AlgoTransparency, association de Guillaume Chaslot, refait parler d’elle. Dans une passionnante enquête du Guardian, le Français avance de nombreux éléments pour comprendre la responsabilité de YouTube dans le manque de neutralité politique de ses algorithmes.

Dans une longue et dense enquête du Guardian, le développeur français Guillaume Chaslot, 36 ans apparaît comme un véritable lanceur d’alerte. Cet ancien employé de Google, dont il a été limogé en 2013 pour avoir, affirme-t-il, cherché à bousculer les méthodes a depuis fondé une association visant à révéler le vrai visage des algorithmes, dont celui de YouTube.

Des algorithmes dangereux pour la démocratie

La plateforme vidéo de son ancien employeur est désormais pointée du doigt par son association, AlgoTransparency : selon leurs recherches, dont nous avions déjà détaillé la méthodologie en avril 2017, YouTube favoriserait certaines vidéos politiques au détriment d’autres. Le Guardian conclut de la même manière que les vidéos les plus clivantes, les plus étranges et de qualité faible seraient les plus mises en avant par l’algorithme qui propose des contenus à regarder aux internautes.

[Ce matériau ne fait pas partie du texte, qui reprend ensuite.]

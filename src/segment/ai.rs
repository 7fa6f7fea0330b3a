//! AI segmentation collaborator.
//!
//! Provides the [`AiSegmenter`] trait and an implementation against any
//! OpenAI-compatible chat completions endpoint. The model is asked for a
//! JSON array of `{word, romanization, translation}` objects covering the
//! input unit in order.

use std::time::Duration;

use anyhow::Result;
use async_trait::async_trait;
use reqwest::header::CONTENT_TYPE;
use serde::{Deserialize, Serialize};
use thiserror::Error;

use crate::config::AiConfig;

/// Instructions used when no prompt override is configured. `{lang}` is
/// replaced with the configured gloss language.
pub const DEFAULT_PROMPT: &str = "Segment the user's text into words as a native reader would. \
Reply with only a JSON array, one object per word in order, each with the keys \
\"word\" (exact text from the input), \"romanization\" (standard phonetic romanization with tone marks, \
empty for punctuation) and \"translation\" (short {lang} gloss, empty for punctuation). \
Concatenating every \"word\" must reproduce the input.";

/// One segmented word as returned by the AI.
#[derive(Debug, Clone, PartialEq, Eq, Serialize, Deserialize)]
pub struct SegmentTriple {
    pub word: String,
    #[serde(default)]
    pub romanization: String,
    #[serde(default)]
    pub translation: String,
}

#[derive(Debug, Error)]
pub enum AiError {
    #[error("no API key configured (set ai.api_key or GLOSSA_API_KEY)")]
    MissingApiKey,

    #[error("network error: {0}")]
    Network(#[from] reqwest::Error),

    #[error("rate limit exceeded")]
    RateLimited,

    #[error("API rejected credentials")]
    Unauthorized,

    #[error("API error: HTTP {status}: {body}")]
    Api { status: u16, body: String },

    #[error("unparseable AI response: {0}")]
    Parse(String),
}

/// Segments a unit of text and glosses each word.
///
/// Callers treat every error as transient: segmentation degrades, it does not fail.
#[async_trait]
pub trait AiSegmenter: Send + Sync {
    async fn segment_unit(
        &self,
        unit: &str,
        prompt_override: Option<&str>,
    ) -> Result<Vec<SegmentTriple>, AiError>;
}

/// Create the AI segmenter from config.
pub fn create_ai_segmenter(config: &AiConfig) -> Result<Box<dyn AiSegmenter>> {
    Ok(Box::new(OpenAiSegmenter::new(config)?))
}

/// `/chat/completions` client.
pub struct OpenAiSegmenter {
    client: reqwest::Client,
    url: String,
    model: String,
    api_key: String,
    gloss_language: String,
}

impl OpenAiSegmenter {
    pub fn new(config: &AiConfig) -> Result<Self> {
        let client = reqwest::Client::builder()
            .timeout(Duration::from_secs(config.timeout_secs))
            .build()?;
        Ok(Self {
            client,
            url: format!("{}/chat/completions", config.endpoint.trim_end_matches('/')),
            model: config.model.clone(),
            api_key: config.api_key.clone(),
            gloss_language: config.gloss_language.clone(),
        })
    }
}

#[derive(Serialize)]
struct ChatRequest<'a> {
    model: &'a str,
    temperature: f32,
    messages: [ChatMessage<'a>; 2],
}

#[derive(Serialize)]
struct ChatMessage<'a> {
    role: &'a str,
    content: &'a str,
}

#[derive(Deserialize)]
struct ChatResponse {
    choices: Vec<ChatChoice>,
}

#[derive(Deserialize)]
struct ChatChoice {
    message: ChatReply,
}

#[derive(Deserialize)]
struct ChatReply {
    #[serde(default)]
    content: Option<String>,
}

#[async_trait]
impl AiSegmenter for OpenAiSegmenter {
    async fn segment_unit(
        &self,
        unit: &str,
        prompt_override: Option<&str>,
    ) -> Result<Vec<SegmentTriple>, AiError> {
        if self.api_key.is_empty() {
            return Err(AiError::MissingApiKey);
        }

        let prompt = match prompt_override {
            Some(p) => p.to_string(),
            None => DEFAULT_PROMPT.replace("{lang}", &self.gloss_language),
        };
        let request = ChatRequest {
            model: &self.model,
            temperature: 0.0,
            messages: [
                ChatMessage {
                    role: "system",
                    content: &prompt,
                },
                ChatMessage {
                    role: "user",
                    content: unit,
                },
            ],
        };
        let body = serde_json::to_string(&request).map_err(|e| AiError::Parse(e.to_string()))?;

        let response = self
            .client
            .post(&self.url)
            .bearer_auth(&self.api_key)
            .header(CONTENT_TYPE, "application/json")
            .body(body)
            .send()
            .await?;

        let status = response.status();
        if status.as_u16() == 429 {
            return Err(AiError::RateLimited);
        }
        if status.as_u16() == 401 || status.as_u16() == 403 {
            return Err(AiError::Unauthorized);
        }
        let text = response.text().await?;
        if !status.is_success() {
            return Err(AiError::Api {
                status: status.as_u16(),
                body: text,
            });
        }

        let parsed: ChatResponse =
            serde_json::from_str(&text).map_err(|e| AiError::Parse(e.to_string()))?;
        let content = parsed
            .choices
            .into_iter()
            .next()
            .and_then(|c| c.message.content)
            .ok_or_else(|| AiError::Parse("response has no message content".into()))?;

        parse_triples(&content)
    }
}

/// Extract the triple array from model output, tolerating code fences or
/// prose around the JSON.
pub fn parse_triples(content: &str) -> Result<Vec<SegmentTriple>, AiError> {
    let start = content
        .find('[')
        .ok_or_else(|| AiError::Parse("no JSON array in response".into()))?;
    let end = content
        .rfind(']')
        .filter(|end| *end > start)
        .ok_or_else(|| AiError::Parse("unterminated JSON array in response".into()))?;

    serde_json::from_str(&content[start..=end]).map_err(|e| AiError::Parse(e.to_string()))
}

#[cfg(test)]
mod tests {
    use super::*;

    #[test]
    fn parses_bare_array() {
        let triples = parse_triples(
            r#"[{"word":"你好","romanization":"nǐ hǎo","translation":"hello"}]"#,
        )
        .unwrap();
        assert_eq!(
            triples,
            vec![SegmentTriple {
                word: "你好".into(),
                romanization: "nǐ hǎo".into(),
                translation: "hello".into(),
            }]
        );
    }

    #[test]
    fn parses_fenced_array_with_missing_fields() {
        let content = "Here you go:\n```json\n[\n {\"word\":\"谢谢\",\"translation\":\"thanks\"},\n {\"word\":\"。\"}\n]\n```";
        let triples = parse_triples(content).unwrap();
        assert_eq!(triples.len(), 2);
        assert_eq!(triples[0].romanization, "");
        assert_eq!(triples[1].word, "。");
        assert_eq!(triples[1].translation, "");
    }

    #[test]
    fn rejects_non_array_output() {
        assert!(matches!(parse_triples("sorry, I can't"), Err(AiError::Parse(_))));
        assert!(matches!(parse_triples("] oops ["), Err(AiError::Parse(_))));
        assert!(matches!(parse_triples("[{\"nope\": 1}]"), Err(AiError::Parse(_))));
    }

    #[tokio::test]
    async fn missing_api_key_fails_before_network() {
        let segmenter = OpenAiSegmenter::new(&AiConfig::default()).unwrap();
        let err = segmenter.segment_unit("你好", None).await.unwrap_err();
        assert!(matches!(err, AiError::MissingApiKey));
    }
}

551 vidéos pro-Trump contre seulement 92 vidéos pro-Clinton dans les vidéos les plus recommandées

L’enquête s’attarde pour le montrer sur la campagne américaine durant laquelle — parmi les vidéos les plus recommandées — le quotidien compte 551 vidéos pro-Trump contre seulement 92 vidéos pro-Clinton. Pour le quotidien britannique, il n’est pas temps question de montrer que YouTube soutenait Trump. Mais plutôt que l’algorithme, prétendument neutre, finit automatiquement par favoriser les mêmes types de contenus — dont les théories du complot prisées par la droite américaine.

Extrait de la base de données consultée par le Guardian pour son enquête / Google Docs

Extrait de la base de données consultée par le Guardian pour son enquête / Google Docs

Il est bien question de vidéos mises en lignes par des internautes, dont une poignée de sites conspirationnistes. L’affaire n’est pas à lier avec l’intervention russe qui était faible sur YouTube et concentrée sur trop peu de vidéos pour peser. Le sujet remet donc en avant la question des bulles de filtrage et de la neutralité des algorithmes en montrant que YouTube n’a pas eu besoin d’intervention russe pour se montrer très partial.

« Les algorithmes de recommandation de YouTube sont des machines à désinformer »

Google rejette la méthode employée par AlgoTransparency et rappelle auprès du Guardian que son algorithme s’intéresse d’abord aux contenus qui sont davantage vus par les utilisateurs. D’une certaine manière, l’entreprise nous rappelle que si nous avons un problème avec l’algorithme, nous avons un problème avec la consommation du public.

La question semble plus complexe. L’ingénieur français défend l’idée de méthodes possibles et simples pour briser les bulles et éviter d’enfermer l’utilisateur dans un nivellement par le bas des contenus. Ces méthodes, selon Chaslot, n’auraient pas intéressé Google, obnubilé par le temps de visionnage de ses utilisateurs.

Le Guardian rappelle que pour le modèle économique de YouTube, la diversité et la qualité des contenus est une problématique secondaire. L’objectif principal d’un tel algorithme est de nourrir l’utilisateur de contenus attirants afin qu’il passe davantage de temps sur la plateforme, et, ainsi, consomme toujours plus de publicités.

Zeynep Tufekci, sociologue citée par le Guardian notait sur Twitter : « De nombreux journalistes s’en prennent légitimement à Faceboook et Google pour [l’élection] de 2016 — mais manifestent moins de remords et de compréhension quant à leur propre échec catastrophique. YouTube était le sujet le plus négligé de 2016. Sa recherche et ses algorithmes de recommandations sont des machines à désinformer. »

Zeynep Tufekci, sociologue respectée spécialiste des nouvelles technologies, compare cette démarche à de la malnutrition. Auprès du quotidien britannique, elle explique : «  C’est un peu comme une cantine d’école qui serait automatisée : elle découvre que les enfants ont les dents sensibles et aussi qu’ils aiment la nourriture grasse et salée. Donc vous faites une file d’attente offrant une telle nourriture, chargeant automatiquement le prochain plat dès que le sachet de chips ou de bonbon des jeunes est terminé. » YouTube, peu sensible à la diversité politique de son contenu, tendrait à mettre en avant les contenus les addictifs, les plus clivants, au détriment de la diversité.

Sur cette métaphore, le Guardian rappelle qu’en regardant la vidéo de Logan Paul dans laquelle il s’approchait d’un cadavre, il suffisait de quelques clics, recommandés, pour tomber sur une vidéo glauque d’enfants se faisant arracher les dents avec un outillage précaire.